* [REQUIRED ACTION]: In the listing below, how many lines hold the string "created"? Reply with the number and nothing else.
%%
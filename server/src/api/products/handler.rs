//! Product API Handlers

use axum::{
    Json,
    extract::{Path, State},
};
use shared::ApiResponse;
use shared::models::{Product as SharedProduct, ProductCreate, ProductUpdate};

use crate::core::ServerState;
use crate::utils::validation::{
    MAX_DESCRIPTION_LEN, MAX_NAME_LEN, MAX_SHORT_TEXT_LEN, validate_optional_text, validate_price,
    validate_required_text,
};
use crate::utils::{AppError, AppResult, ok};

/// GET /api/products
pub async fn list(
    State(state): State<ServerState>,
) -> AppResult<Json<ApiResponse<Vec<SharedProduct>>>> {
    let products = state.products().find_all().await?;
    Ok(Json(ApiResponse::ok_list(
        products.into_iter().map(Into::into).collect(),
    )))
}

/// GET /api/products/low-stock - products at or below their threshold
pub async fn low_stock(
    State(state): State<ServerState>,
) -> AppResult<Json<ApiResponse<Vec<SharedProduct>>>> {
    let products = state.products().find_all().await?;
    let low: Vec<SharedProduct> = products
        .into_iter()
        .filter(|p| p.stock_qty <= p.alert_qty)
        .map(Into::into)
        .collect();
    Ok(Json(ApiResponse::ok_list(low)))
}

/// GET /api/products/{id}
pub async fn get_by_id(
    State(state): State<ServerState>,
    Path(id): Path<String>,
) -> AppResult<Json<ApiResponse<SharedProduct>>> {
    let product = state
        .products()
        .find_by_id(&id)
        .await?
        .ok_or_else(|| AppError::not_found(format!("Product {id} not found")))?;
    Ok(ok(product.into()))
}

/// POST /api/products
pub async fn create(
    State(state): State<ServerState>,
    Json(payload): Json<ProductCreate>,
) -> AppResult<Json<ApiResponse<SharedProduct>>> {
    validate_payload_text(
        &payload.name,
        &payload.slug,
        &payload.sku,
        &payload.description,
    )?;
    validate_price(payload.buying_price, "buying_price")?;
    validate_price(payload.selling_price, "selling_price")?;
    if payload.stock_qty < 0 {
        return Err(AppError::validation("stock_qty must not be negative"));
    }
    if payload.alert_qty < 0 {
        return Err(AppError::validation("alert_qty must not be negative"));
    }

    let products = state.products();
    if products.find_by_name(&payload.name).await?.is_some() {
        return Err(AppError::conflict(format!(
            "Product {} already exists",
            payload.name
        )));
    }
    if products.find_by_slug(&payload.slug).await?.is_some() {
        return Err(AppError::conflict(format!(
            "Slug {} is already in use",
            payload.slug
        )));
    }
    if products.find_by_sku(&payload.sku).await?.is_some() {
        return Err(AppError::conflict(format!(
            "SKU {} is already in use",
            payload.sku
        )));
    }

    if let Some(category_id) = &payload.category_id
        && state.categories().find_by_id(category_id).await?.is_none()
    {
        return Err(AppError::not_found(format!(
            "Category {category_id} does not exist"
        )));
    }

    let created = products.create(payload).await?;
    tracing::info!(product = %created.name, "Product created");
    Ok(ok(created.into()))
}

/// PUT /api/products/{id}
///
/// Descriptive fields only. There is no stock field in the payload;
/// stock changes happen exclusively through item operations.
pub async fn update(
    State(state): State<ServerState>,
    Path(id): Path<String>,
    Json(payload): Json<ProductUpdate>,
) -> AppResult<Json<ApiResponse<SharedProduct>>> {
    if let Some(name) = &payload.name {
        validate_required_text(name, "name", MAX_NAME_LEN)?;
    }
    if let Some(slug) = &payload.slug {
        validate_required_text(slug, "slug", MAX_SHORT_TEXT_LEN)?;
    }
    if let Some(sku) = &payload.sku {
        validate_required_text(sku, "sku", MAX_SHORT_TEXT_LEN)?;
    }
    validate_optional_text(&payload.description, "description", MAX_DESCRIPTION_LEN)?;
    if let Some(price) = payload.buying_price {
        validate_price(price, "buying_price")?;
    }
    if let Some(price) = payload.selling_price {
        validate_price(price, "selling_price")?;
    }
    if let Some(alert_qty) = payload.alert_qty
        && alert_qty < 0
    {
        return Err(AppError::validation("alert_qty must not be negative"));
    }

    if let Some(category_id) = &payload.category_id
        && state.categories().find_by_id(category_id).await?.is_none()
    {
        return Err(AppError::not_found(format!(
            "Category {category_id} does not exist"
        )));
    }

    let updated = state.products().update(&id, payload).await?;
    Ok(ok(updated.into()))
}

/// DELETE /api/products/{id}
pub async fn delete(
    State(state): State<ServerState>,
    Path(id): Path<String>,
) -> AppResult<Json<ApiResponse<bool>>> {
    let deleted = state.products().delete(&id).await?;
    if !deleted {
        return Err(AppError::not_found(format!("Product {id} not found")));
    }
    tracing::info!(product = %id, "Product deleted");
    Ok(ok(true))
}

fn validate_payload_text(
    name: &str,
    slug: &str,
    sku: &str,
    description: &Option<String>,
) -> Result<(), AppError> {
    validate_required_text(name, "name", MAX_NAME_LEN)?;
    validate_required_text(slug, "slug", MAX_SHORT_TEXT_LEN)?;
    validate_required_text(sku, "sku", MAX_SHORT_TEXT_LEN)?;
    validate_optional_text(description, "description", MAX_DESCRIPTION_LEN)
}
%%
%%
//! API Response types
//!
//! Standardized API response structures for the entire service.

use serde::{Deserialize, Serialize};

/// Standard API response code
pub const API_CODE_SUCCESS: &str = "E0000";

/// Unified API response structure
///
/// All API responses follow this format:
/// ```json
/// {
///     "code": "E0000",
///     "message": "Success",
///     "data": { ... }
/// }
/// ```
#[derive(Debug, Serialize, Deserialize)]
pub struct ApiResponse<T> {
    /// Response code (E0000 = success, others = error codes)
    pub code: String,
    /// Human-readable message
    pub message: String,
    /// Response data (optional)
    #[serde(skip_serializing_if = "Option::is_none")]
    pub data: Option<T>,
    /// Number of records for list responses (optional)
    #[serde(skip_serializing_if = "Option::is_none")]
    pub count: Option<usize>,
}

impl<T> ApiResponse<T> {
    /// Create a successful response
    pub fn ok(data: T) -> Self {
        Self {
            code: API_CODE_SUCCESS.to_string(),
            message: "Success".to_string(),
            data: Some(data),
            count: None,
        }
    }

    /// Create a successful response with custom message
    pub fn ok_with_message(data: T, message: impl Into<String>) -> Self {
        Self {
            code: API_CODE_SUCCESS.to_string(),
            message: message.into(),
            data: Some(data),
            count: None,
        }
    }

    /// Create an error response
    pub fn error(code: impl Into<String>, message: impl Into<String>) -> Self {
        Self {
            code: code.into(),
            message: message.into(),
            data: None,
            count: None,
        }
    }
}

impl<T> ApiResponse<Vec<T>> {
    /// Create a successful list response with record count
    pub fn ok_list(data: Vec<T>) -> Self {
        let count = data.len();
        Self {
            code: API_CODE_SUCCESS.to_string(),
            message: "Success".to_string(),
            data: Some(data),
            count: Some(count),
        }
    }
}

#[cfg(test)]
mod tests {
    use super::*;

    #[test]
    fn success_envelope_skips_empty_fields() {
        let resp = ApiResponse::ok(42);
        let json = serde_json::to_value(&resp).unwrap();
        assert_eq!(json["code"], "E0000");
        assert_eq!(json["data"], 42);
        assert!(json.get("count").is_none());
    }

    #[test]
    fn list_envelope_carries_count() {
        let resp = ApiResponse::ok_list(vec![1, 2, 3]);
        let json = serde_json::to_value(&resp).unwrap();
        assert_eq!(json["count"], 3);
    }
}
%%
* [WRITTEN ANSWER]: 3